2.1 Overview of works dealing with missing data

Data analysis of social networks is often impeded by the difficulty of missing data. Recent proposals highlight the effects of this difficulty mainly regarding the querying process. The analysis of data extracted from social networks would be severely distorted when it is limited to filled fields (i.e., not null valued fields) and ignoring missing data [3].

To solve the problems due to missing data, the literature suggests numerous ways. In [4], the authors address the problem of missing data in information cascades. A cascade is formed when information or actions spread from node to node through the social network.” Given a fraction C′ of the complete cascade C, they estimate the size or depth of the complete cascade C using k-tree model. The proposed model was evaluated using information propagation cascades in the Twitter network (70 million nodes). The experiments show that the k-tree model is an effective tool to study the effects of missing data in cascades [5] “proposed a data model that captures imprecise data by using the concept of data granularity. Data imprecision is handled by first testing whether the data is precise enough to answer a query. If the data is sufficiently precise, the query is evaluated and a correct, precise answer results. The authors suggested new strategies for data that lacks sufficient precision. The first strategy is to suggest an alternative query that can be answered precisely. The second strategy handles imprecision explicitly by presenting three different answers to the user. The first type of answer discards the imprecise data and uses only the known, precise data, which leads to a conservative answer. The second type, the liberal answer, includes everything that could possibly be true, which allows some imprecise data to be included. The third type of answer is a weighted answer that includes everything that might be true, but assigns heavier weights to precise data than to imprecise data. Along with the aggregate computation, a separate computation of the precision of the result is carried out.

Multiple imputation [6, 7] is a technique from statistics, where multiple values are imputed, i.e., substituted, for missing values, allowing data with some missing values to be used for analysis, while retaining the natural variance in the data.

Another imputation procedures replace missing values by plausible estimates [8]. This results in a completed dataset and gives the researcher the opportunity to proceed with the analysis using standard analysis methods and software [9]. The authors performed a simulation study to investigate the effect of non-response and missing data on the structural properties of social networks, and the ability of some simple imputation techniques to treat the missing network data.

In Ref. [10] the authors argue that new methods of gathering data issued from social networks with a large number of missing data introduce a greater degree of vagueness that require reviewing the social network analysis techniques.

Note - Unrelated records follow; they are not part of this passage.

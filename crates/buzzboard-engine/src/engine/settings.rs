use std::{ops::RangeInclusive, time::Duration};

use serde::{Deserialize, Serialize};

use crate::{
    core::{DEFAULT_WEAK_CATEGORY_COUNT, Round, ValueLadder},
    engine::narration::SpeechEstimate,
};

/// Valid number of categories on a board.
pub const CATEGORY_COUNT_RANGE: RangeInclusive<usize> = 3..=6;
/// Valid buzz window, in seconds.
pub const BUZZ_WINDOW_SECS_RANGE: RangeInclusive<f64> = 1.0..=15.0;
/// Valid blank delay, in milliseconds.
pub const BLANK_DELAY_MS_RANGE: RangeInclusive<u64> = 250..=5000;

const DEFAULT_CATEGORY_COUNT: usize = 4;
const DEFAULT_BUZZ_WINDOW: Duration = Duration::from_secs(5);
const DEFAULT_BLANK_DELAY: Duration = Duration::from_millis(2000);

/// Clamps a requested category count into [`CATEGORY_COUNT_RANGE`].
#[must_use]
pub fn clamp_category_count(count: i64) -> usize {
    let (lo, hi) = (
        *CATEGORY_COUNT_RANGE.start(),
        *CATEGORY_COUNT_RANGE.end(),
    );
    let clamped = usize::try_from(count.max(0)).map_or(hi, |count| count.clamp(lo, hi));
    if i64::try_from(clamped).ok() != Some(count) {
        tracing::debug!(requested = count, clamped, "category count clamped");
    }
    clamped
}

/// Clamps a buzz window in seconds into [`BUZZ_WINDOW_SECS_RANGE`].
///
/// A non-finite input falls back to the default window.
#[must_use]
pub fn clamp_buzz_window(secs: f64) -> Duration {
    if secs.is_nan() {
        tracing::debug!("buzz window is not a number, using default");
        return DEFAULT_BUZZ_WINDOW;
    }
    let clamped = secs.clamp(*BUZZ_WINDOW_SECS_RANGE.start(), *BUZZ_WINDOW_SECS_RANGE.end());
    if clamped.total_cmp(&secs).is_ne() {
        tracing::debug!(requested = secs, clamped, "buzz window clamped");
    }
    Duration::from_secs_f64(clamped)
}

/// Clamps a blank delay in milliseconds into [`BLANK_DELAY_MS_RANGE`].
#[must_use]
pub fn clamp_blank_delay(ms: i64) -> Duration {
    let (lo, hi) = (*BLANK_DELAY_MS_RANGE.start(), *BLANK_DELAY_MS_RANGE.end());
    let clamped = u64::try_from(ms).map_or(lo, |ms| ms.clamp(lo, hi));
    if u64::try_from(ms).ok() != Some(clamped) {
        tracing::debug!(requested = ms, clamped, "blank delay clamped");
    }
    Duration::from_millis(clamped)
}

/// Trainer settings.
///
/// Every value is kept within its valid range: out-of-range input is clamped
/// to the nearest bound instead of being rejected.
#[derive(Debug, Clone, PartialEq)]
pub struct Settings {
    category_count: usize,
    buzz_window: Duration,
    blank_delay: Duration,
    value_ladder: ValueLadder,
    eligible_round: Round,
    weak_category_count: usize,
    speech: SpeechEstimate,
}

impl Default for Settings {
    fn default() -> Self {
        Self {
            category_count: DEFAULT_CATEGORY_COUNT,
            buzz_window: DEFAULT_BUZZ_WINDOW,
            blank_delay: DEFAULT_BLANK_DELAY,
            value_ladder: ValueLadder::standard(),
            eligible_round: Round::First,
            weak_category_count: DEFAULT_WEAK_CATEGORY_COUNT,
            speech: SpeechEstimate::default(),
        }
    }
}

impl Settings {
    #[must_use]
    pub fn category_count(&self) -> usize {
        self.category_count
    }

    #[must_use]
    pub fn buzz_window(&self) -> Duration {
        self.buzz_window
    }

    #[must_use]
    pub fn blank_delay(&self) -> Duration {
        self.blank_delay
    }

    #[must_use]
    pub fn value_ladder(&self) -> &ValueLadder {
        &self.value_ladder
    }

    #[must_use]
    pub fn eligible_round(&self) -> Round {
        self.eligible_round
    }

    #[must_use]
    pub fn weak_category_count(&self) -> usize {
        self.weak_category_count
    }

    #[must_use]
    pub fn speech(&self) -> &SpeechEstimate {
        &self.speech
    }

    #[must_use]
    pub fn with_category_count(self, count: i64) -> Self {
        Self {
            category_count: clamp_category_count(count),
            ..self
        }
    }

    #[must_use]
    pub fn with_buzz_window_secs(self, secs: f64) -> Self {
        Self {
            buzz_window: clamp_buzz_window(secs),
            ..self
        }
    }

    #[must_use]
    pub fn with_blank_delay_ms(self, ms: i64) -> Self {
        Self {
            blank_delay: clamp_blank_delay(ms),
            ..self
        }
    }

    #[must_use]
    pub fn with_value_ladder(self, value_ladder: ValueLadder) -> Self {
        Self {
            value_ladder,
            ..self
        }
    }

    #[must_use]
    pub fn with_eligible_round(self, eligible_round: Round) -> Self {
        Self {
            eligible_round,
            ..self
        }
    }

    #[must_use]
    pub fn with_weak_category_count(self, weak_category_count: usize) -> Self {
        Self {
            weak_category_count,
            ..self
        }
    }

    #[must_use]
    pub fn with_speech(self, speech: SpeechEstimate) -> Self {
        Self { speech, ..self }
    }
}

/// Serialized form of [`Settings`].
///
/// Every field is optional; missing fields keep their defaults and present
/// fields are clamped when converted into [`Settings`].
#[derive(Debug, Clone, Default, PartialEq, Serialize, Deserialize)]
#[serde(default, deny_unknown_fields)]
pub struct SettingsFile {
    pub category_count: Option<i64>,
    pub buzz_window_seconds: Option<f64>,
    pub blank_delay_ms: Option<i64>,
    pub value_ladder: Option<ValueLadder>,
    pub eligible_round: Option<Round>,
    pub weak_category_count: Option<usize>,
}

impl From<SettingsFile> for Settings {
    fn from(file: SettingsFile) -> Self {
        let mut settings = Settings::default();
        if let Some(count) = file.category_count {
            settings = settings.with_category_count(count);
        }
        if let Some(secs) = file.buzz_window_seconds {
            settings = settings.with_buzz_window_secs(secs);
        }
        if let Some(ms) = file.blank_delay_ms {
            settings = settings.with_blank_delay_ms(ms);
        }
        if let Some(ladder) = file.value_ladder {
            settings = settings.with_value_ladder(ladder);
        }
        if let Some(round) = file.eligible_round {
            settings = settings.with_eligible_round(round);
        }
        if let Some(count) = file.weak_category_count {
            settings = settings.with_weak_category_count(count);
        }
        settings
    }
}

#[cfg(test)]
mod tests {
    use super::*;

    #[test]
    fn test_defaults_are_in_range() {
        let settings = Settings::default();
        assert!(CATEGORY_COUNT_RANGE.contains(&settings.category_count()));
        assert!(BUZZ_WINDOW_SECS_RANGE.contains(&settings.buzz_window().as_secs_f64()));
        let blank_ms = u64::try_from(settings.blank_delay().as_millis()).unwrap();
        assert!(BLANK_DELAY_MS_RANGE.contains(&blank_ms));
    }

    #[test]
    fn test_category_count_clamped() {
        assert_eq!(clamp_category_count(1), 3);
        assert_eq!(clamp_category_count(-7), 3);
        assert_eq!(clamp_category_count(5), 5);
        assert_eq!(clamp_category_count(60), 6);
    }

    #[test]
    fn test_buzz_window_clamped() {
        assert_eq!(clamp_buzz_window(0.2), Duration::from_secs(1));
        assert_eq!(clamp_buzz_window(7.5), Duration::from_millis(7500));
        assert_eq!(clamp_buzz_window(99.0), Duration::from_secs(15));
        assert_eq!(clamp_buzz_window(f64::INFINITY), Duration::from_secs(15));
        assert_eq!(clamp_buzz_window(f64::NAN), DEFAULT_BUZZ_WINDOW);
    }

    #[test]
    fn test_blank_delay_clamped() {
        assert_eq!(clamp_blank_delay(10), Duration::from_millis(250));
        assert_eq!(clamp_blank_delay(-10), Duration::from_millis(250));
        assert_eq!(clamp_blank_delay(1500), Duration::from_millis(1500));
        assert_eq!(clamp_blank_delay(60_000), Duration::from_millis(5000));
    }

    #[test]
    fn test_settings_file_overrides_and_clamps() {
        let file: SettingsFile = serde_json::from_str(
            r#"{ "category_count": 9, "buzz_window_seconds": 3, "value_ladder": [100, 200, 300] }"#,
        )
        .unwrap();
        let settings = Settings::from(file);
        assert_eq!(settings.category_count(), 6);
        assert_eq!(settings.buzz_window(), Duration::from_secs(3));
        assert_eq!(settings.blank_delay(), DEFAULT_BLANK_DELAY);
        assert_eq!(settings.value_ladder().values(), [100, 200, 300]);
    }

    #[test]
    fn test_settings_file_rejects_unknown_fields() {
        let result = serde_json::from_str::<SettingsFile>(r#"{ "categories": 4 }"#);
        assert!(result.is_err());
    }
}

Hence, the authors proposed a new area in data management called “probabilistic databases”, whose principal goal is to supply tools to handle and manage missing data.

Furthermore, in Ref. [11], the authors consider the problem of aggregation using an imprecise probability data model that allows representing imprecision by partial probabilities and uncertainty using probability distributions.

Other approaches are proposed for the processing of missing data. In Ref. [12], the authors have suggested methods which aim to find approximations to missing data in a dataset by using “optimization algorithms” to improve the network parameters. The optimization methods considered are genetic algorithm, simulated annealing, particle swarm optimization, random forest and negative selection. These methods are individually used in combination with auto-associative neural networks for missing data estimation.

The concept of null values has been generalized to partial values, where one of a set of possible values is the true value. Work has been done on aggregation over partial values in relational databases [13].

According to this study, we may conclude that missing data in social networks is a long standing but the suggested solutions are relatively incomplete. Indeed, most of the works do not offer tools for the decision-maker to manipulate missing data over OLAP analyses. None of the previous work fully supports carrying out analysis when missing data are involved.

2.2 Overview of works dealing with OLAP operators on fact table

To the best of our knowledge, no solution for OLAP analysis is proposed for Drilling Down and Up on the fact in the multidimensional schema. Only few querying operators on fact (Drill-Across, FRotate) are formally proposed in Refs. [2, 14].

The Drill-Across operator relates information contained in two multidimensional facts having some common dimensions. According to [16]. Other authors relax this restriction, [14, 15] define the Drill-Across as replacing a currently analyzed fact F1 with another fact F2 while keeping the same analysis space (current dimensions). The authors have identified semantic relationships between dimensions and facts: Derivation, Generalization, Association and Flow to extend possibilities to Drill-across. These relationships between dimensions and facts improve the conformity between attributes and could be used to navigate or Drill-across between Star schemas, even when dimensions are not shared. The authors in [17] define the Drill-across as an extension to the natural join where the intersection of the two dimensions is aggregated at the finest grain of these dimensions. Furthermore, [18] propose extending the navigation operation Drill-across to include the non-conformed dimensions.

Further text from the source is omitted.